ACTION ITEM: After reading the data below, copy out every line that contains the word "Batch".

+ + + + + + +

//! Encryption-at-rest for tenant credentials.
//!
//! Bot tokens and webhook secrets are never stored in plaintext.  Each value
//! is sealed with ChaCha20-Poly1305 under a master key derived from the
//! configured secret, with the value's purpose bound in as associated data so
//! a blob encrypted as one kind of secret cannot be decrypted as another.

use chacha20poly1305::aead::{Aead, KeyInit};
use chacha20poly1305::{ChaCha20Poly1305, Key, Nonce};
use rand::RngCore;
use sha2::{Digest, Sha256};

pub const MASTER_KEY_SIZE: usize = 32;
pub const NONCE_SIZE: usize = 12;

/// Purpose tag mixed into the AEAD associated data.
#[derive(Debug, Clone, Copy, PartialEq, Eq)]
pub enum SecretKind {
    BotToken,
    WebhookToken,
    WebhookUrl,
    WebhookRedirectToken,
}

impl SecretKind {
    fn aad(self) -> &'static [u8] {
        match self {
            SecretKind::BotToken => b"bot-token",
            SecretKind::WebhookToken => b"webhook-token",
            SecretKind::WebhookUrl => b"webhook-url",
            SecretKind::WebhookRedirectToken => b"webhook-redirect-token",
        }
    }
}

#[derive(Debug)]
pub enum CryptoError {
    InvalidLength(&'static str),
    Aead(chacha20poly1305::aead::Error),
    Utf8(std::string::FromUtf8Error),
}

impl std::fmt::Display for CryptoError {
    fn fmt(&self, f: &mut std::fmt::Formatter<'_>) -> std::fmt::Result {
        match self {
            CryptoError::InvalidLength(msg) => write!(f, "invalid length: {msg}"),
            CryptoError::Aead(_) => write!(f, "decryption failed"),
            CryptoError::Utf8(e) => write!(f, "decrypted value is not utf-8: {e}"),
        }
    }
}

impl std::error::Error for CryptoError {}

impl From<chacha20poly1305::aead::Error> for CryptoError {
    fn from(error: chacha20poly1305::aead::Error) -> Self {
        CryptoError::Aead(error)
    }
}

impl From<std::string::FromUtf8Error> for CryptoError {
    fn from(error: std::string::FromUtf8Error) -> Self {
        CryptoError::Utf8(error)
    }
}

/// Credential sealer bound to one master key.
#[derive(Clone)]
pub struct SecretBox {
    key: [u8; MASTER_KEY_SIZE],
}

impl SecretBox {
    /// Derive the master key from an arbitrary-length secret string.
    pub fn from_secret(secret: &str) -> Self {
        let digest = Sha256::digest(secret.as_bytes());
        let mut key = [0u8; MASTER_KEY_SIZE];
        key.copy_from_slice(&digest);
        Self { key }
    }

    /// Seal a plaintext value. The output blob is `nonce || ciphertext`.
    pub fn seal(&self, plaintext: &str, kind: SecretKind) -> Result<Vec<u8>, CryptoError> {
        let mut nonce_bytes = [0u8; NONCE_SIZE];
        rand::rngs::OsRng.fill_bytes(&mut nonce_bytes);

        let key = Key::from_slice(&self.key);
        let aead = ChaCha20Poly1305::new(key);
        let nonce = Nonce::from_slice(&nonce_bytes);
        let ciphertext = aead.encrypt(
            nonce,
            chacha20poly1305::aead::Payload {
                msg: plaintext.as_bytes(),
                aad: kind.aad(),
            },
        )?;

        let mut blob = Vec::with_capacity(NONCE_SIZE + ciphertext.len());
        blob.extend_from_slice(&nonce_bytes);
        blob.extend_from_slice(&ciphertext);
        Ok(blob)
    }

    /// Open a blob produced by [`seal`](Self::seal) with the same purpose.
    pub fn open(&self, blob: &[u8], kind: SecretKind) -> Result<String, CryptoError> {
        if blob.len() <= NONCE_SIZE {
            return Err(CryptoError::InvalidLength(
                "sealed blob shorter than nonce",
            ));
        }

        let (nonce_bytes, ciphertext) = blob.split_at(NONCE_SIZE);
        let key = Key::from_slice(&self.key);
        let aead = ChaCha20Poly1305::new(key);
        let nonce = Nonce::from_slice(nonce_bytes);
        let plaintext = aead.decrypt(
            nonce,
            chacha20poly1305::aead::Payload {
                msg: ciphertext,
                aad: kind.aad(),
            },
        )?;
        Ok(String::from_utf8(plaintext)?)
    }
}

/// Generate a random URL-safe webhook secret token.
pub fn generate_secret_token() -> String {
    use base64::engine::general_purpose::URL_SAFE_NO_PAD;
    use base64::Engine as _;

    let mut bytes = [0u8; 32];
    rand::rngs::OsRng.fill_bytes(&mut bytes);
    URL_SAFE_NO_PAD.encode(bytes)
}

+ + + + + + +

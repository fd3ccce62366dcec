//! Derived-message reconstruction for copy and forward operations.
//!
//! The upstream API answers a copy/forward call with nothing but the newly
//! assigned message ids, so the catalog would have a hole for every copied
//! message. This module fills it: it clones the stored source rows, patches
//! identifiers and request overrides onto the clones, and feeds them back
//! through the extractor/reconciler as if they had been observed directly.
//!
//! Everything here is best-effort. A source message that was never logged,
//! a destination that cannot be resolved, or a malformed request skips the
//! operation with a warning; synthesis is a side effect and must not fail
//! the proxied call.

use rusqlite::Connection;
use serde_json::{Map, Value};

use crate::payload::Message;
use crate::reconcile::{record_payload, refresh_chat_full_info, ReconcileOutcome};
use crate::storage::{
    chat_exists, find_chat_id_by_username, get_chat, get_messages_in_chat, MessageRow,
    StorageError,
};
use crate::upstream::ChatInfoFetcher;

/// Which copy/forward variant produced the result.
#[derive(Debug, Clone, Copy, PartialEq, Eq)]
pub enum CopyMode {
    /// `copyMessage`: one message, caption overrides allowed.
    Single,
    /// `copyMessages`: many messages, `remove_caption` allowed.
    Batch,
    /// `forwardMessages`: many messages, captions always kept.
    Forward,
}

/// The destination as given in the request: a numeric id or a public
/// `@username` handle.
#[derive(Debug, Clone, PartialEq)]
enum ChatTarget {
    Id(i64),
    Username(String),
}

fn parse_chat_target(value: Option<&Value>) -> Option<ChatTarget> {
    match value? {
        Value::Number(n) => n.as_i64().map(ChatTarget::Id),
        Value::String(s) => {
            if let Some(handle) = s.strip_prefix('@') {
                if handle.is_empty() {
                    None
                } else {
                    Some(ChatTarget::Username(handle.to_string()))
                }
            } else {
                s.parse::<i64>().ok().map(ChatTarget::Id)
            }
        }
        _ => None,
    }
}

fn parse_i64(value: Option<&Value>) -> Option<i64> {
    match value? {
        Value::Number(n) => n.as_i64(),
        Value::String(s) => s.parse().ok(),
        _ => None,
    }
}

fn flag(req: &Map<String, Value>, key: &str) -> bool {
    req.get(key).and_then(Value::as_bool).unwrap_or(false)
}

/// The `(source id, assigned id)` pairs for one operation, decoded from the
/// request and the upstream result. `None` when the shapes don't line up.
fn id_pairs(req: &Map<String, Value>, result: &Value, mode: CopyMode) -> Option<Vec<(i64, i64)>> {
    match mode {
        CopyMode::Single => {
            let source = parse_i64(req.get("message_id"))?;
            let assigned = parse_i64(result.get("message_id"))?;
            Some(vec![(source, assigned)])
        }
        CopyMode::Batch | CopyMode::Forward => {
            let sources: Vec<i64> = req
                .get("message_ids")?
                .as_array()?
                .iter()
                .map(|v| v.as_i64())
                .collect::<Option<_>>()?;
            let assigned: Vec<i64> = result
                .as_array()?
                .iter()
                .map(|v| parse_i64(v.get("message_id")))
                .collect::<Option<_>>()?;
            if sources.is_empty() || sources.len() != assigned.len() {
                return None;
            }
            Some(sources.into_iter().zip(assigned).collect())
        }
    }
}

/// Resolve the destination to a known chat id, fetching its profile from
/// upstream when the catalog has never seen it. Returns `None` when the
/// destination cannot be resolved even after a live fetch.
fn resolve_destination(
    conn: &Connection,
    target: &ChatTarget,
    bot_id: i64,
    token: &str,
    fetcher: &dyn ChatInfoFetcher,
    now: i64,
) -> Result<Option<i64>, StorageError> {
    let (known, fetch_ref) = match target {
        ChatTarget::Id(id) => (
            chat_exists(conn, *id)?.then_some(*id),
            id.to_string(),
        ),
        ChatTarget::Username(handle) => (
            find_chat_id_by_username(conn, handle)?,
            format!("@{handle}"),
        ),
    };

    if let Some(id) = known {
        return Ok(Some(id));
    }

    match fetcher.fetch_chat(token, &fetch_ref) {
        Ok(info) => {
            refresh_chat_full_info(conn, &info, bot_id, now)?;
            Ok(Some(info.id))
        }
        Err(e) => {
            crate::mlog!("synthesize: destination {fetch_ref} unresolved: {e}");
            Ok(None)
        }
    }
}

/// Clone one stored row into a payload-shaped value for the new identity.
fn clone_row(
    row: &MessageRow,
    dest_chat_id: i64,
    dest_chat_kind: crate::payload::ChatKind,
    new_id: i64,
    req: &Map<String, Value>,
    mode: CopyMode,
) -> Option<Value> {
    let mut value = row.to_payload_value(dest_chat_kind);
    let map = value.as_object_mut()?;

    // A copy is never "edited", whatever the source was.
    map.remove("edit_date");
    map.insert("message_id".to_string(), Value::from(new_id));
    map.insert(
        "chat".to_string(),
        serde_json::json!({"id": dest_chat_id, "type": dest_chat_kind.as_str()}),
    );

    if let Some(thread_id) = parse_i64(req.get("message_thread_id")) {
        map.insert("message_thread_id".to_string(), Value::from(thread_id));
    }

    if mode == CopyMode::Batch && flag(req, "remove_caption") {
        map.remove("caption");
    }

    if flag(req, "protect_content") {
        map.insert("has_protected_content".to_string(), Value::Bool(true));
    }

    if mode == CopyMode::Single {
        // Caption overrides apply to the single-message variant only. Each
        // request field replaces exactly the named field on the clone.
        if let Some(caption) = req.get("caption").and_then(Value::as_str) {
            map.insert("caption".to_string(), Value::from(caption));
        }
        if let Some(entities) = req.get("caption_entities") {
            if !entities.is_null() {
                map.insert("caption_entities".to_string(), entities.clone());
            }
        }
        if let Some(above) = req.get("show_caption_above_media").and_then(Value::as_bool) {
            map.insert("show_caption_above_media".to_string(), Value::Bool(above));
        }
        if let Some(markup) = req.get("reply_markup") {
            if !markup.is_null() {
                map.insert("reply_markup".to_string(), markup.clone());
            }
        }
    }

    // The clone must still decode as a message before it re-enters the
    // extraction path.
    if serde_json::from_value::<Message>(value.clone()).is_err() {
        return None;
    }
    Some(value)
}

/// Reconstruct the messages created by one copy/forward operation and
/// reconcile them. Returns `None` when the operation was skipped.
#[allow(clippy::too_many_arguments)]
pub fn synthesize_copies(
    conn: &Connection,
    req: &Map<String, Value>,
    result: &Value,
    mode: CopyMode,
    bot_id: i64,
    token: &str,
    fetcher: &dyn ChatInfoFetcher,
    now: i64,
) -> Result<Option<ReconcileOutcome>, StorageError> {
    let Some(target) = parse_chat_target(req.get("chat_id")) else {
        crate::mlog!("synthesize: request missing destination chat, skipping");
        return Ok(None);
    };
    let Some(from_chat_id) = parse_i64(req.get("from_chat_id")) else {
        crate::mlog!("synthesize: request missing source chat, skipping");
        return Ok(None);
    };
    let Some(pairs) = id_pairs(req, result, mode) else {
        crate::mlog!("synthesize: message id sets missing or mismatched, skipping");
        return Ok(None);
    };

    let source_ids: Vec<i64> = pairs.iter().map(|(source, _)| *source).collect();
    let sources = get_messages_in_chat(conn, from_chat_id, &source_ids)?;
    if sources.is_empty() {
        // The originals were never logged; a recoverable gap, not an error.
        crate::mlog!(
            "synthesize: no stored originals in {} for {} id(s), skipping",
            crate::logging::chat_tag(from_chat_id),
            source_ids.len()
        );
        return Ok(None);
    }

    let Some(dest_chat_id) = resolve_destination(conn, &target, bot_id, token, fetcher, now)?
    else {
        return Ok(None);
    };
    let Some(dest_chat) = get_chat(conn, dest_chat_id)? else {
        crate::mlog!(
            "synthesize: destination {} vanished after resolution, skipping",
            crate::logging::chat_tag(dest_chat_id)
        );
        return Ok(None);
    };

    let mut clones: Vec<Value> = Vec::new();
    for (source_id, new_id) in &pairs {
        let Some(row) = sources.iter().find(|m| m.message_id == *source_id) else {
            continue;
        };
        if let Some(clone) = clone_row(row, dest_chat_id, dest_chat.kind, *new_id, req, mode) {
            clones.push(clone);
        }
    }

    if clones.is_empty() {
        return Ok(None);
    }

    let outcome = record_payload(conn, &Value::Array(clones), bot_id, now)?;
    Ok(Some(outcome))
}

+ + + + + + +

RESULT OF THIS EXERCISE:
    Batch,
        CopyMode::Batch | CopyMode::Forward => {
    if mode == CopyMode::Batch && flag(req, "remove_caption") {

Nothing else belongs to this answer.